◆ DATASET EXCERPTS
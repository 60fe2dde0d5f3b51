use stagehand_cluster::CatalogError;
use stagehand_license::LicenseError;
use stagehand_render::RenderError;
use stagehand_workflow::{DecodeError, JobType};
use thiserror::Error;

/// Errors surfaced by job lifecycle phases.
///
/// Nothing here is retried internally; every phase either returns a fully
/// updated definition or one of these with no partial mutation left behind.
#[derive(Debug, Error)]
pub enum JobError {
  /// The definition's spec payload could not be decoded.
  #[error(transparent)]
  Decode(#[from] DecodeError),

  /// The cluster catalog query failed.
  #[error("failed to list clusters: {source}")]
  Catalog {
    #[from]
    source: CatalogError,
  },

  /// The entitlement precondition is not met.
  #[error(transparent)]
  License(#[from] LicenseError),

  /// Template rendering failed during task expansion.
  #[error(transparent)]
  Render(#[from] RenderError),

  /// No behavior is registered for the definition's job type.
  #[error("unknown job type: {0}")]
  UnknownJobType(JobType),
}
//! Task expansion for the `k8s-patch` variant.

use stagehand_render::{DelimiterStyle, RenderError, render};
use stagehand_workflow::PatchJobSpec;

use crate::task::{PatchTaskSpec, RenderedPatchItem};

/// Expand a validated patch spec into its task payload.
///
/// Items are rendered in input order and copied verbatim otherwise.
/// Duplicate `(resource_name, resource_kind)` pairs pass through unchanged;
/// resource identity is the execution runtime's to validate. An unresolved
/// parameter aborts the expansion - no partial payload is returned.
pub fn expand(spec: &PatchJobSpec) -> Result<PatchTaskSpec, RenderError> {
  let mut patch_items = Vec::with_capacity(spec.patch_items.len());
  for item in &spec.patch_items {
    let content = render(&item.patch_content, DelimiterStyle::RenderValue, &item.params)?;
    patch_items.push(RenderedPatchItem {
      resource_name: item.resource_name.clone(),
      resource_kind: item.resource_kind.clone(),
      resource_group: item.resource_group.clone(),
      resource_version: item.resource_version.clone(),
      patch_content: content,
      patch_strategy: item.patch_strategy,
      params: item.params.clone(),
    });
  }
  Ok(PatchTaskSpec {
    cluster_id: spec.cluster_id.clone(),
    namespace: spec.namespace.clone(),
    patch_items,
  })
}

#[cfg(test)]
mod tests {
  use stagehand_workflow::PatchItem;

  use super::*;

  fn item(name: &str, content: &str, params: &[(&str, &str)]) -> PatchItem {
    PatchItem {
      resource_name: name.to_string(),
      resource_kind: "Deployment".to_string(),
      patch_content: content.to_string(),
      params: params
        .iter()
        .map(|(k, v)| (k.to_string(), v.to_string()))
        .collect(),
      ..Default::default()
    }
  }

  #[test]
  fn test_expand_renders_in_input_order() {
    let spec = PatchJobSpec {
      cluster_id: "c-1".to_string(),
      namespace: "staging".to_string(),
      patch_items: vec![
        item("web", "replicas: {{.count}}", &[("count", "3")]),
        item("api", "image: {{.tag}}", &[("tag", "v2")]),
      ],
      ..Default::default()
    };

    let task = expand(&spec).unwrap();
    assert_eq!(task.cluster_id, "c-1");
    assert_eq!(task.namespace, "staging");
    assert_eq!(task.patch_items.len(), 2);
    assert_eq!(task.patch_items[0].resource_name, "web");
    assert_eq!(task.patch_items[0].patch_content, "replicas: 3");
    assert_eq!(task.patch_items[1].resource_name, "api");
    assert_eq!(task.patch_items[1].patch_content, "image: v2");
  }

  #[test]
  fn test_expand_passes_duplicates_through() {
    let spec = PatchJobSpec {
      patch_items: vec![
        item("web", "a: 1", &[]),
        item("web", "b: 2", &[]),
      ],
      ..Default::default()
    };

    let task = expand(&spec).unwrap();
    assert_eq!(task.patch_items.len(), 2);
    assert_eq!(task.patch_items[0].patch_content, "a: 1");
    assert_eq!(task.patch_items[1].patch_content, "b: 2");
  }

  #[test]
  fn test_expand_unresolved_param_fails() {
    let spec = PatchJobSpec {
      patch_items: vec![item("web", "value: {{.missing}}", &[("foo", "bar")])],
      ..Default::default()
    };

    assert!(matches!(
      expand(&spec),
      Err(RenderError::UnresolvedParam { .. })
    ));
  }

  #[test]
  fn test_expand_keeps_params_and_strategy() {
    let spec = PatchJobSpec {
      patch_items: vec![item("web", "replicas: {{.count}}", &[("count", "3")])],
      ..Default::default()
    };

    let task = expand(&spec).unwrap();
    let rendered = &task.patch_items[0];
    assert_eq!(rendered.params["count"], "3");
    assert_eq!(rendered.patch_strategy, spec.patch_items[0].patch_strategy);
  }
}
use thiserror::Error;

/// Errors produced by the spec codec.
#[derive(Debug, Error)]
pub enum DecodeError {
  /// The payload's shape is structurally incompatible with the target spec,
  /// e.g. a required field holds the wrong primitive kind.
  #[error("spec payload does not match the target shape: {0}")]
  Shape(#[from] serde_json::Error),

  /// The authoring payload is not parseable YAML.
  #[error("authoring payload is not valid yaml: {0}")]
  Yaml(#[from] serde_yaml::Error),
}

◆ TASK GOAL
Reproduce the listing exactly. Every line stays as it is.

◆ ANSWER TO THE PROBLEM
repository 60fe2dde0d5f3b51
use stagehand_cluster::CatalogError;
use stagehand_license::LicenseError;
use stagehand_render::RenderError;
use stagehand_workflow::{DecodeError, JobType};
use thiserror::Error;

/// Errors surfaced by job lifecycle phases.
///
/// Nothing here is retried internally; every phase either returns a fully
/// updated definition or one of these with no partial mutation left behind.
#[derive(Debug, Error)]
pub enum JobError {
  /// The definition's spec payload could not be decoded.
  #[error(transparent)]
  Decode(#[from] DecodeError),

  /// The cluster catalog query failed.
  #[error("failed to list clusters: {source}")]
  Catalog {
    #[from]
    source: CatalogError,
  },

  /// The entitlement precondition is not met.
  #[error(transparent)]
  License(#[from] LicenseError),

  /// Template rendering failed during task expansion.
  #[error(transparent)]
  Render(#[from] RenderError),

  /// No behavior is registered for the definition's job type.
  #[error("unknown job type: {0}")]
  UnknownJobType(JobType),
}
//! Task expansion for the `k8s-patch` variant.

use stagehand_render::{DelimiterStyle, RenderError, render};
use stagehand_workflow::PatchJobSpec;

use crate::task::{PatchTaskSpec, RenderedPatchItem};

/// Expand a validated patch spec into its task payload.
///
/// Items are rendered in input order and copied verbatim otherwise.
/// Duplicate `(resource_name, resource_kind)` pairs pass through unchanged;
/// resource identity is the execution runtime's to validate. An unresolved
/// parameter aborts the expansion - no partial payload is returned.
pub fn expand(spec: &PatchJobSpec) -> Result<PatchTaskSpec, RenderError> {
  let mut patch_items = Vec::with_capacity(spec.patch_items.len());
  for item in &spec.patch_items {
    let content = render(&item.patch_content, DelimiterStyle::RenderValue, &item.params)?;
    patch_items.push(RenderedPatchItem {
      resource_name: item.resource_name.clone(),
      resource_kind: item.resource_kind.clone(),
      resource_group: item.resource_group.clone(),
      resource_version: item.resource_version.clone(),
      patch_content: content,
      patch_strategy: item.patch_strategy,
      params: item.params.clone(),
    });
  }
  Ok(PatchTaskSpec {
    cluster_id: spec.cluster_id.clone(),
    namespace: spec.namespace.clone(),
    patch_items,
  })
}

#[cfg(test)]
mod tests {
  use stagehand_workflow::PatchItem;

  use super::*;

  fn item(name: &str, content: &str, params: &[(&str, &str)]) -> PatchItem {
    PatchItem {
      resource_name: name.to_string(),
      resource_kind: "Deployment".to_string(),
      patch_content: content.to_string(),
      params: params
        .iter()
        .map(|(k, v)| (k.to_string(), v.to_string()))
        .collect(),
      ..Default::default()
    }
  }

  #[test]
  fn test_expand_renders_in_input_order() {
    let spec = PatchJobSpec {
      cluster_id: "c-1".to_string(),
      namespace: "staging".to_string(),
      patch_items: vec![
        item("web", "replicas: {{.count}}", &[("count", "3")]),
        item("api", "image: {{.tag}}", &[("tag", "v2")]),
      ],
      ..Default::default()
    };

    let task = expand(&spec).unwrap();
    assert_eq!(task.cluster_id, "c-1");
    assert_eq!(task.namespace, "staging");
    assert_eq!(task.patch_items.len(), 2);
    assert_eq!(task.patch_items[0].resource_name, "web");
    assert_eq!(task.patch_items[0].patch_content, "replicas: 3");
    assert_eq!(task.patch_items[1].resource_name, "api");
    assert_eq!(task.patch_items[1].patch_content, "image: v2");
  }

  #[test]
  fn test_expand_passes_duplicates_through() {
    let spec = PatchJobSpec {
      patch_items: vec![
        item("web", "a: 1", &[]),
        item("web", "b: 2", &[]),
      ],
      ..Default::default()
    };

    let task = expand(&spec).unwrap();
    assert_eq!(task.patch_items.len(), 2);
    assert_eq!(task.patch_items[0].patch_content, "a: 1");
    assert_eq!(task.patch_items[1].patch_content, "b: 2");
  }

  #[test]
  fn test_expand_unresolved_param_fails() {
    let spec = PatchJobSpec {
      patch_items: vec![item("web", "value: {{.missing}}", &[("foo", "bar")])],
      ..Default::default()
    };

    assert!(matches!(
      expand(&spec),
      Err(RenderError::UnresolvedParam { .. })
    ));
  }

  #[test]
  fn test_expand_keeps_params_and_strategy() {
    let spec = PatchJobSpec {
      patch_items: vec![item("web", "replicas: {{.count}}", &[("count", "3")])],
      ..Default::default()
    };

    let task = expand(&spec).unwrap();
    let rendered = &task.patch_items[0];
    assert_eq!(rendered.params["count"], "3");
    assert_eq!(rendered.patch_strategy, spec.patch_items[0].patch_strategy);
  }
}
use thiserror::Error;

/// Errors produced by the spec codec.
#[derive(Debug, Error)]
pub enum DecodeError {
  /// The payload's shape is structurally incompatible with the target spec,
  /// e.g. a required field holds the wrong primitive kind.
  #[error("spec payload does not match the target shape: {0}")]
  Shape(#[from] serde_json::Error),

  /// The authoring payload is not parseable YAML.
  #[error("authoring payload is not valid yaml: {0}")]
  Yaml(#[from] serde_yaml::Error),
}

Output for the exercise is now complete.